Where the data below has the string "repeated", return the whole line.
═════ Raw data
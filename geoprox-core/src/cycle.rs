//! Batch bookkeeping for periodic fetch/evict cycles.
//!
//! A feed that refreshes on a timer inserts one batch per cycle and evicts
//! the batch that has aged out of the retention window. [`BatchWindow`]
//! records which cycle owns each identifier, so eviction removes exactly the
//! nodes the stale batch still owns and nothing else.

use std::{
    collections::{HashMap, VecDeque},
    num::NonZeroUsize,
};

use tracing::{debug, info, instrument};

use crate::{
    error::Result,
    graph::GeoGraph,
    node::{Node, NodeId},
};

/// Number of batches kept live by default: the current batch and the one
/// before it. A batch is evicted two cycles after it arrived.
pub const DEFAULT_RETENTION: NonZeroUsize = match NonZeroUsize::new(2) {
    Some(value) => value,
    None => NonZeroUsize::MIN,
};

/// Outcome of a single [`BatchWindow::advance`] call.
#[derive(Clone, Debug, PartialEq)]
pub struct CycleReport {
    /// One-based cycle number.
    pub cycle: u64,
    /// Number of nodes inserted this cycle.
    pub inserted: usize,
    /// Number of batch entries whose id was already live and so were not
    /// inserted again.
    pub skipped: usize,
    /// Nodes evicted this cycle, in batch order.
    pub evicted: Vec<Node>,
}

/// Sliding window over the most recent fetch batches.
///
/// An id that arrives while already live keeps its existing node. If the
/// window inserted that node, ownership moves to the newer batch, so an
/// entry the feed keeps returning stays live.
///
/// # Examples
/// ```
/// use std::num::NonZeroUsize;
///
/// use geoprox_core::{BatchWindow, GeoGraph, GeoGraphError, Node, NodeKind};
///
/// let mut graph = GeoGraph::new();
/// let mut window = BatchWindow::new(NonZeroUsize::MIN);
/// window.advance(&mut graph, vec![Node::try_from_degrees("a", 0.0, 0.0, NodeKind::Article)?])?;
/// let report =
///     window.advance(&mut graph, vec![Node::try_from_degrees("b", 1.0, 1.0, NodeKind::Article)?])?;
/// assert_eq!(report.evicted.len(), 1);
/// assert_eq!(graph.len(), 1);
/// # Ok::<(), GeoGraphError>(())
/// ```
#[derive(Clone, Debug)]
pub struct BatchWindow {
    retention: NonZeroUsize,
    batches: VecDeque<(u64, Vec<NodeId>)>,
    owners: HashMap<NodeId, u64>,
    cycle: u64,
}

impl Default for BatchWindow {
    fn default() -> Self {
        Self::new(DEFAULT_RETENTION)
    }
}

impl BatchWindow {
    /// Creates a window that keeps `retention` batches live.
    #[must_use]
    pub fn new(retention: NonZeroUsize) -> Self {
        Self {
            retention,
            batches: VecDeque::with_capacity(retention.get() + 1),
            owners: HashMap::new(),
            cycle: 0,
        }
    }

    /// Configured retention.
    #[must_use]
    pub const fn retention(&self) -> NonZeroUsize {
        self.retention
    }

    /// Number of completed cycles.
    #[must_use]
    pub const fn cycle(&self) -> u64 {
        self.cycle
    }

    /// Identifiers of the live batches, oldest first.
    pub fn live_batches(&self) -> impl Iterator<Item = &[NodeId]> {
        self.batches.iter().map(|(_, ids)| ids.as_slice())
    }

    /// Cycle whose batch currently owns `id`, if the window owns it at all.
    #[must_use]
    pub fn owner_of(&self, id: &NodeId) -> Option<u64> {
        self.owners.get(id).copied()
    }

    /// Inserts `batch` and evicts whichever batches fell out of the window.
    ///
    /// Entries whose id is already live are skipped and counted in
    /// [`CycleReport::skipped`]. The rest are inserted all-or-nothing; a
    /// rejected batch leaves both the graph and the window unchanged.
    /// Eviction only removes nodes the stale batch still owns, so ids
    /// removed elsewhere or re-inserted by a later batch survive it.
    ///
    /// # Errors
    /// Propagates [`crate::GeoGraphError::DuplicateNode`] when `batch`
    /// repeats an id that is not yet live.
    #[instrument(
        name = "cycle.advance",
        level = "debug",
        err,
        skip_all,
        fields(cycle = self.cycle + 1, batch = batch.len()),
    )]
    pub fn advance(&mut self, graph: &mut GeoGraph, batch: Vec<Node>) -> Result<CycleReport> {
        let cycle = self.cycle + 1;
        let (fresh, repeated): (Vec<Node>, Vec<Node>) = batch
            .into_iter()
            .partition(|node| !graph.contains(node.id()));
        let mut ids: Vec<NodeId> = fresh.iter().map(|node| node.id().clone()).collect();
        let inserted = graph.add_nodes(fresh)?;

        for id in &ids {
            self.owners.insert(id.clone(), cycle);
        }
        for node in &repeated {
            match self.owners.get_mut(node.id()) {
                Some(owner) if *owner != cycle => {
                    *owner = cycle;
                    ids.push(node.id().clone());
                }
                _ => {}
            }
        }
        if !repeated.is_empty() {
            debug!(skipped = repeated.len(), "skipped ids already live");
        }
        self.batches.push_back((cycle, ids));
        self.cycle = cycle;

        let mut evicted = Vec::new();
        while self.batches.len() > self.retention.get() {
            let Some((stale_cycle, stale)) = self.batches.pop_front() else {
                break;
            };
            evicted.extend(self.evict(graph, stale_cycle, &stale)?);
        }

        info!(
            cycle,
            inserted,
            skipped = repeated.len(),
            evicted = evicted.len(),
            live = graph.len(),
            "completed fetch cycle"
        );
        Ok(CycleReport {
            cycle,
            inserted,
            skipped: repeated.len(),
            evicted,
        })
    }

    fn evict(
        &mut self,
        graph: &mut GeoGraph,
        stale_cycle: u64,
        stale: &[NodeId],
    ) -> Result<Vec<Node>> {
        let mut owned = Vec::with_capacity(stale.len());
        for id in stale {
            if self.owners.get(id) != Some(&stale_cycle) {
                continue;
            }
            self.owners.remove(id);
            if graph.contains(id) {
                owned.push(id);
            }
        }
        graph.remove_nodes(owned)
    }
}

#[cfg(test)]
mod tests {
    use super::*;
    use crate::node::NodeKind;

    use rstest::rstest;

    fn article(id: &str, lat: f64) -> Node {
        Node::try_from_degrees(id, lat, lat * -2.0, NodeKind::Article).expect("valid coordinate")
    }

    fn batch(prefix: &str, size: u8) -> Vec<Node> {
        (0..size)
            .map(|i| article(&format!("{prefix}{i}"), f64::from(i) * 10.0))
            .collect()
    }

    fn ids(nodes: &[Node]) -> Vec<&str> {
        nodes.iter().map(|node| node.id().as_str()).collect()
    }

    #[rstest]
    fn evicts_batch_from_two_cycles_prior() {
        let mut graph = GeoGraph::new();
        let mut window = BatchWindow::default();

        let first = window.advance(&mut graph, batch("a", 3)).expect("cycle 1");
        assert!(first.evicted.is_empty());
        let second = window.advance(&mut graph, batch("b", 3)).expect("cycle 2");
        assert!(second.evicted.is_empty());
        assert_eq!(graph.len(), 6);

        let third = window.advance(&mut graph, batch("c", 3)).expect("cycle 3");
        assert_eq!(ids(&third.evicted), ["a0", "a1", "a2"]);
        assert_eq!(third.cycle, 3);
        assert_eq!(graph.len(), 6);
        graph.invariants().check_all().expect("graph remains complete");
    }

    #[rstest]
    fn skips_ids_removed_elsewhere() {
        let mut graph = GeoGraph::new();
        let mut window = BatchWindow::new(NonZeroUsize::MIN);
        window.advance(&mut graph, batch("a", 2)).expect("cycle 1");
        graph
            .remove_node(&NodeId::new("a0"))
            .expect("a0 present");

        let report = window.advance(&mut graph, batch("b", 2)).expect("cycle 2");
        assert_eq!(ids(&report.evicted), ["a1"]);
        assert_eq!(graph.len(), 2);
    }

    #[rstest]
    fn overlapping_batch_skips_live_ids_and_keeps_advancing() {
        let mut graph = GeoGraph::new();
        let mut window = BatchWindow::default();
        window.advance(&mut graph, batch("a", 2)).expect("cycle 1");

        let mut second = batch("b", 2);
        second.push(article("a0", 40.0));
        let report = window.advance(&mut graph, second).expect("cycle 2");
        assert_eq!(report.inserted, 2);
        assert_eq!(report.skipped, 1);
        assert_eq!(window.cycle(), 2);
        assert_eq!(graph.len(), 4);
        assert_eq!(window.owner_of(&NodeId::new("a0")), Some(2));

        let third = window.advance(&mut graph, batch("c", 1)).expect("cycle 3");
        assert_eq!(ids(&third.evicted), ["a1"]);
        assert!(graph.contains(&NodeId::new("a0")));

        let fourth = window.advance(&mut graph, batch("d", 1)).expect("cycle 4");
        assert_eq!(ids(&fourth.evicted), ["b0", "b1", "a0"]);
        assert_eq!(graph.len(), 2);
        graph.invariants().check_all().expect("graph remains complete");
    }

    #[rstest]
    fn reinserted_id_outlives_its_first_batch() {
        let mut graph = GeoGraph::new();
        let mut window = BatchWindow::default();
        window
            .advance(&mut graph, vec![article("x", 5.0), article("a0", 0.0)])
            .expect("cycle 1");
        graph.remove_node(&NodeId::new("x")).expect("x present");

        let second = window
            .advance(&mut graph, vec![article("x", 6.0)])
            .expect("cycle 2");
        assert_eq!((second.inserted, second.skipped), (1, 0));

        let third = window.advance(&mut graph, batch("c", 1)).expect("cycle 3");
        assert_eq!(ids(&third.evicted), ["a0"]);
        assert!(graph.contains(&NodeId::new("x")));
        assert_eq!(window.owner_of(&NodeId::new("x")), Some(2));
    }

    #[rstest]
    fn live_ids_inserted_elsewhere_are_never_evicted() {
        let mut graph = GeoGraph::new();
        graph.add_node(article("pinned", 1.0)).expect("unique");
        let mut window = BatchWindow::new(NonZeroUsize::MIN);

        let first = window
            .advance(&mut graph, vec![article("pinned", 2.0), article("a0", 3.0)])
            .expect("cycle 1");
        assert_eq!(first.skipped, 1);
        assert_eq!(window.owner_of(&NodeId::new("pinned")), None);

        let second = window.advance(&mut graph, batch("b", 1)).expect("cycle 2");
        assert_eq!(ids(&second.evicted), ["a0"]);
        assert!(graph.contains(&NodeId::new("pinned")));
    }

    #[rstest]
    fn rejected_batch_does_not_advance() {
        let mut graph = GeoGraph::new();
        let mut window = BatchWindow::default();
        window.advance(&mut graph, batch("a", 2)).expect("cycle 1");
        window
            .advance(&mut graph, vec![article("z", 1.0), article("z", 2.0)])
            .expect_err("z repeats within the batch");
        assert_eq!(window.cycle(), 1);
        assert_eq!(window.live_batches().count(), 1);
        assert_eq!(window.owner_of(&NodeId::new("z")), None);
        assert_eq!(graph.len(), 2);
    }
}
══════════
▸ Written solution
        let (fresh, repeated): (Vec<Node>, Vec<Node>) = batch
        for node in &repeated {
        if !repeated.is_empty() {
            debug!(skipped = repeated.len(), "skipped ids already live");
            skipped = repeated.len(),
            skipped: repeated.len(),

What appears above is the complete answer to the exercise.